Is a Peritonsillar Abscess Contagious?

A peritonsillar abscess is a localized collection of pus that develops near one of the tonsils in the throat. This condition, also known as quinsy, is quite painful and can make opening the mouth, swallowing, and even speaking difficult. It forms in the space between the tonsil and the surrounding throat muscles.

Peritonsillar Abscess: Not Contagious

A peritonsillar abscess is not contagious. It is an internal infection, meaning the pus-filled pocket cannot be directly transmitted through casual contact. Unlike a cold or the flu, you cannot catch it from someone who has one.

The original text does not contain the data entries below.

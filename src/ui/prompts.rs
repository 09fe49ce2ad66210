//! Interactive prompts with CI/non-interactive fallback

use super::context::UiContext;
use crate::error::{GorunError, GorunResult};

/// Prompt for confirmation, returns `default` if non-interactive
pub async fn confirm(ctx: &UiContext, message: &str, default: bool) -> GorunResult<bool> {
    if ctx.auto_yes() {
        eprintln!("{} (auto-approved)", message);
        return Ok(true);
    }

    if !ctx.is_interactive() {
        return Ok(default);
    }

    // cliclack blocks on the terminal
    let message = message.to_string();
    let result = tokio::task::spawn_blocking(move || {
        cliclack::confirm(&message)
            .initial_value(default)
            .interact()
    })
    .await
    .map_err(|e| GorunError::Internal(format!("Prompt task failed: {}", e)))?;

    result.map_err(|e| GorunError::User(format!("Prompt failed: {}", e)))
}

The underlying bacterial infection that can lead to a peritonsillar abscess, such as strep throat, is contagious. These bacteria can spread through respiratory droplets from coughing or sneezing. However, the abscess is a complication of that initial infection and represents a contained collection of pus within the throat tissue, not a transmissible disease.

How a Peritonsillar Abscess Develops

A peritonsillar abscess often arises as a complication of bacterial tonsillitis. The bacteria responsible are frequently the same ones that cause strep throat, with Streptococcus pyogenes being a common culprit. The infection begins in the tonsil and then spreads beyond its capsule into the loose connective tissue behind it.

When the infection extends into this peritonsillar space, pus accumulates, forming the abscess. While typically a complication of tonsillitis, a peritonsillar abscess can occasionally develop without a prior history of tonsil infection. Factors like gum disease or smoking can also increase the likelihood of developing this condition.

Recognizing and Treating a Peritonsillar Abscess

Recognizing a peritonsillar abscess involves a rapidly worsening sore throat, usually more severe on one side. Symptoms include difficulty and pain when swallowing, fever, and a muffled “hot potato” voice. Patients may also experience chills, headache, earache on the affected side, and an inability to fully open their mouth. Swelling of the face and neck, along with enlarged and tender lymph nodes, can also occur.

Diagnosis is made through a physical examination of the throat, where a healthcare provider observes swelling and redness near one tonsil and potentially a displaced uvula (the fleshy hanging ball in the back of the throat). A doctor may gently press the area to confirm pus. Imaging tests, such as ultrasound or CT scans, can also confirm the diagnosis or rule out other conditions.

Treatment for a peritonsillar abscess involves two approaches: drainage of the pus and antibiotic therapy. Drainage can be performed by needle aspiration (withdrawing pus with a needle) or by incision and drainage (making a small cut). Both methods aim to relieve pressure and remove the infection.

Antibiotics are prescribed to fight the bacterial infection, often targeting bacteria like Streptococcus pyogenes and oral anaerobes. It is important to complete the full course of antibiotics, even if symptoms improve. Prompt medical attention is necessary, as untreated peritonsillar abscesses can lead to serious complications, including airway blockage.